Since each oxygen atom has a share of two pairs of electrons, we call this a double covalent bond.

Covalent compounds

There is a vast number of compounds that exist as molecules.

Water: In each molecule, H₂O, one oxygen atom shares electrons with two hydrogen atoms.

Ammonia: In each molecule, NH₃, one nitrogen atom shares its electrons with three hydrogen atoms, so that they all reach full shells.

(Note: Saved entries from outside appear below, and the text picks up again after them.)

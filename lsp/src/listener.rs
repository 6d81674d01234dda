//! Listener: the background task that decodes inbound frames and routes them.
//!
//! Responses go to the waiter registered under their id. Notifications update
//! the diagnostics store or get logged. Server-initiated requests are answered
//! with "method not found". Malformed frames are logged and skipped; only the
//! cancellation signal or the end of the stream stops the loop.

use std::sync::Arc;
use std::time::Duration;

use serde_json::Value;
use tokio::io::AsyncRead;
use tokio::sync::{broadcast, watch};
use tokio::task::JoinHandle;

use crate::codec::{Frame, FrameErrorKind, FrameReader};
use crate::diagnostics::DiagnosticsStore;
use crate::protocol::{self, IncomingFrame, MessageParams, PublishDiagnosticsParams, methods};
use crate::session::{Outbox, PendingRequests};
use crate::types::{MessageType, ServerEvent};

/// Why the listener loop ended.
#[derive(Debug, Clone, Copy, PartialEq, Eq)]
pub(crate) enum ListenerExit {
    Cancelled,
    StreamClosed,
}

/// Routes decoded frames to their consumers.
#[derive(Clone)]
pub(crate) struct Dispatcher {
    pending: Arc<PendingRequests>,
    diagnostics: DiagnosticsStore,
    events: broadcast::Sender<ServerEvent>,
    outbox: Outbox,
}

impl Dispatcher {
    pub fn new(
        pending: Arc<PendingRequests>,
        diagnostics: DiagnosticsStore,
        events: broadcast::Sender<ServerEvent>,
        outbox: Outbox,
    ) -> Self {
        Self {
            pending,
            diagnostics,
            events,
            outbox,
        }
    }

    pub async fn handle(&self, frame: Frame) {
        match frame {
            Frame::Message(value) => self.dispatch(value).await,
            Frame::Empty(e) => match e.kind() {
                FrameErrorKind::Framing => tracing::warn!("Skipping malformed frame: {e}"),
                FrameErrorKind::Protocol => {
                    tracing::warn!("Skipping frame with invalid body: {e}");
                }
            },
        }
    }

    pub async fn dispatch(&self, frame: Value) {
        let Some(incoming) = protocol::parse_incoming(frame) else {
            tracing::trace!("Ignoring malformed JSON-RPC frame");
            return;
        };

        match incoming {
            IncomingFrame::Response(response) => {
                let id = response.id;
                if !self.pending.resolve(response).await {
                    tracing::warn!(id, "Unexpected response, no request is waiting for it");
                }
            }
            IncomingFrame::ServerRequest { id, method } => {
                // Servers may block until e.g. workspace/configuration is answered.
                tracing::debug!(%method, "Server sent request, replying method not found");
                if self
                    .outbox
                    .send(protocol::method_not_found(id, &method))
                    .await
                    .is_err()
                {
                    tracing::debug!(%method, "Could not reply, writer closed");
                }
            }
            IncomingFrame::Notification { method, params } => {
                self.handle_notification(&method, params);
            }
        }
    }

    fn handle_notification(&self, method: &str, params: Option<Value>) {
        match method {
            methods::PUBLISH_DIAGNOSTICS => {
                let Some(params) = params else { return };
                match serde_json::from_value::<PublishDiagnosticsParams>(params) {
                    Ok(PublishDiagnosticsParams { uri, diagnostics }) => {
                        let count = diagnostics.len();
                        tracing::debug!(%uri, count, "Diagnostics updated");
                        self.diagnostics.update(uri.clone(), diagnostics);
                        let _ = self.events.send(ServerEvent::Diagnostics { uri, count });
                    }
                    Err(e) => {
                        tracing::debug!("Failed to parse publishDiagnostics: {e}");
                    }
                }
            }
            methods::SHOW_MESSAGE | methods::LOG_MESSAGE => {
                let Some(MessageParams { kind, message }) =
                    params.and_then(|p| serde_json::from_value(p).ok())
                else {
                    tracing::debug!(%method, "Ignoring message notification without text");
                    return;
                };
                let kind = MessageType::from_lsp(kind);
                let event = if method == methods::SHOW_MESSAGE {
                    match kind {
                        MessageType::Error | MessageType::Warning => {
                            tracing::warn!(server_message = %message, "Server message");
                        }
                        MessageType::Info => tracing::info!(server_message = %message, "Server message"),
                        MessageType::Log => tracing::debug!(server_message = %message, "Server message"),
                    }
                    ServerEvent::ShowMessage { kind, message }
                } else {
                    tracing::debug!(server_log = %message, "Server log");
                    ServerEvent::LogMessage { kind, message }
                };
                let _ = self.events.send(event);
            }
            _ => {
                tracing::trace!(%method, "Ignoring notification");
            }
        }
    }

    /// The stream is gone: release waiters and tell subscribers.
    pub async fn stream_closed(&self) {
        let released = self.pending.close().await;
        if released > 0 {
            tracing::warn!(released, "Server closed the stream with requests in flight");
        }
        let _ = self.events.send(ServerEvent::StreamClosed);
    }
}

/// Spawn the listener loop over `reader`.
///
/// The loop exits when `cancel` turns `true` (or its sender is dropped) or
/// the stream ends.
pub(crate) fn spawn<R>(
    reader: FrameReader<R>,
    dispatcher: Dispatcher,
    cancel: watch::Receiver<bool>,
) -> JoinHandle<ListenerExit>
where
    R: AsyncRead + Send + Unpin + 'static,
{
    tokio::spawn(run(reader, dispatcher, cancel))
}

async fn run<R>(
    mut reader: FrameReader<R>,
    dispatcher: Dispatcher,
    mut cancel: watch::Receiver<bool>,
) -> ListenerExit
where
    R: AsyncRead + Unpin,
{
    loop {
        if *cancel.borrow_and_update() {
            return ListenerExit::Cancelled;
        }

        // A partially read frame is dropped on cancellation; nothing reads
        // from this stream afterwards.
        let frame = tokio::select! {
            biased;
            changed = cancel.changed() => {
                if changed.is_err() {
                    return ListenerExit::Cancelled;
                }
                continue;
            }
            frame = reader.read_frame() => frame,
        };

        match frame {
            Ok(Some(frame)) => dispatcher.handle(frame).await,
            Ok(None) => {
                tracing::info!("Server closed the stream");
                dispatcher.stream_closed().await;
                return ListenerExit::StreamClosed;
            }
            Err(e) => {
                tracing::warn!("Read from server failed: {e}");
                dispatcher.stream_closed().await;
                return ListenerExit::StreamClosed;
            }
        }
    }
}

/// Send `$/ping` every `interval` until cancelled.
pub(crate) fn spawn_heartbeat(
    outbox: Outbox,
    interval: Duration,
    mut cancel: watch::Receiver<bool>,
) -> JoinHandle<()> {
    tokio::spawn(async move {
        let mut ticker = tokio::time::interval(interval);
        // The first tick completes immediately; the handshake just proved liveness.
        ticker.tick().await;
        loop {
            tokio::select! {
                biased;
                changed = cancel.changed() => {
                    if changed.is_err() || *cancel.borrow() {
                        return;
                    }
                }
                _ = ticker.tick() => {
                    let ping = serde_json::json!({ "jsonrpc": "2.0", "method": methods::PING });
                    if outbox.send(ping).await.is_err() {
                        return;
                    }
                    tracing::trace!("Heartbeat sent");
                }
            }
        }
    })
}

Methane: Its formula is CH₄. One carbon atom shares its electrons with four hydrogen atoms.

2. TYPES OF SOLID

The four types that we shall study in this quick learn are:

1. Metals

2. Ionic

3. Molecular

4. Giant molecular

The metals

In a metal, the atoms are very tightly packed, leaving little space between them. Due to this tight packing, the outer electrons become delocalised from their atoms. This results in a 'sea' of electrons around a lattice of ions or 'pseudo' cations.

Properties of metals

Here are some general properties, but remember there are always exceptions!

1. They are hard.
2. They are tough.
3. They are not easily compressed.
4. High tensile strength - not easily stretched.
5. Malleable - can be bent or hammered into a shape.
6. Ductile - can be drawn into wires.
7. Good conductors of heat and electricity because of sea of electrons that can move around the lattice carrying heat energy or charge.
8. Usually high melting points.

Ionic solids

Ionic solids are made up of a lattice composed of oppositely charged ions. One of the most common ionic solids is sodium chloride. Sodium chloride is made up of sodium and chloride ions packed - a lattice. The ions are held by electrostatic charges in an ionic bond.

Properties of ionic solids

1. High melting points and boiling points due to strong ionic bonds. Most are solids at room temp.
2. They are brittle - will shatter with a hammer.
3. Usually soluble in water. Insoluble in non-polar solvents.
4. Do not conduct electricity in solid state. They do conduct when molten or dissolved in water since the ions are free to carry the charges as the ionic bonds do not hold them firmly in the liquid state.

Molecular solids

In a molecular solid, the molecules are held together by weak Van Der Waal's force, but packed in a regular pattern. Iodine is an example of a molecular solid. Each iodine molecule is made up of 2 iodine atoms, held together by a strong covalent bond. Each iodine molecule is held to another by weak Van Der Waal's forces.

Properties of molecular solids

1. Low melting and boiling point due to weak forces between molecules.
2. They are brittle.
3. Insoluble in water but soluble in non-polar solvents such as tetrachloromethane and petrol.
4. Do not conduct electricity. Molecules do not carry a charge so even when melted, molecular solids cannot conduct.

Giant molecular solids

Diamond and graphite

Diamond: Is made up of a lattice of carbon atoms. Each carbon atom can make 4 covalent bonds to 4 other carbon atoms. Each outer atom then bonds to 3 more and so on. Eventually millions of carbon atoms are bonded to form a giant lattice.

Properties of diamond

1. Very hard - hardest known substance. Each atom held to 4 others by strong covalent bonds - this explains the high melting point.
2. Does not conduct electricity due to no ions or free electrons to carry charge.

Graphite: Graphite is made up of flat sheets of carbon atoms.

Each carbon atom makes three covalent bonds to other carbon atoms. T his gives rings of 6 atoms. The flat sheets that lie on top of each other are held by weak forces - Van Der Waal's.

Properties of graphite

1. It is soft and slippery due to sheets of atoms been able to slide over one another because of weak forces between them.
2. A good conductor of electricity. This is due to each atom only using 3 out of 4 outer electrons in bonding. The fourth electron of each atom becomes delocalised throughout the lattice, enabling graphite to carry charge.
3. High melting point due to strong covalent bonds holding atoms of carbon together in the rings.